The Muslim Next Door describes some of those experiences and explains how and why Islam provides them with the
resources to stand up to such treatment.
The book covers broader issues (the historical context in which the Qur’an developed) as well as the minute
details (I don’t have a copy of the Qur’an; I have an interpretation of it), and gives thorough,
straightforward answers to some questions most of us think we have already answered. For example:
What is a fatwa? (not a death sentence) and who can issue one? (not Osama bin laden)
What is the Nation of Islam? (not an Islamic nation)
What is a jihad? (not a holy war)
What’s the difference between an imam and an Imam?
What’s the difference between Sunni and Shi’a Muslims? What’s a Whirling Dervish? What is Rumi really writing
about in his poems?
Are Muslim women oppressed? (The Prophet Muhammad was an advocate for women’s rights as early as the 7th
Ali-Karamali is an attorney with a J.D. from the University of California at Davis, and she also holds a graduate
degree in Islamic law. Her education in addition to her life experience make her, in my opinion, as much an expert
in Islam as anyone, so I’m inclined to trust the information she’s given in this book. While almost every question
I could think of is answered, Ali-Karamali spends a large portion of her words to address two issues about which
she is clearly passionate: the rights of women in Islam, and the mistaken notion of Islam as a violent religion.

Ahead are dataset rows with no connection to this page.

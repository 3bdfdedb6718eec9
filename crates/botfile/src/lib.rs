//! Bot configuration documents for `msbot connect bot`.
//!
//! [`BotDocument`] is the contract the connect command relies on;
//! [`BotConfiguration`] implements it over a JSON `.bot` file and
//! [`InMemoryBotDocument`] implements it without touching disk.

pub mod bot_configuration;
pub mod document;
pub mod path_processing;

pub use bot_configuration::{BOT_FILE_EXTENSION, BotConfiguration};
pub use document::{BotDocument, BotFileError, InMemoryBotDocument};
pub use path_processing::expand_tilde;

Her lucid clarification is backed up by numerous real-life examples and references, and the book includes an
excellent Suggested Reading list for those who want to know more. In addition, she’s provided a brief list of
questions that will be helpful to book discussion groups, but that are also helpful to the individual reader for
assimilating and evaluating the facts presented in the book.
At times Ali-Karamali repeats herself, but the repetition is in keeping with the topic being covered and spares
the reader the trouble of flipping through the book to refresh memory about a particular historical individual or
event. She also tends to go on a bit (not quite ranting) about the myth of oppressed Muslim women, but this is
understandable, and perhaps necessary, in order to counter long-standing but erroneous beliefs about that
particular area. The Muslim Next Door is packed with information and yet is a compelling read, sprinkled with
humor and some charmingly honest asides from the author. This one will definitely be on my Top Ten Books list for
the year, and will remain at hand so that I can check the accuracy of those television journalists who’ve handed out
so much incorrect information about Islam and its followers in the past.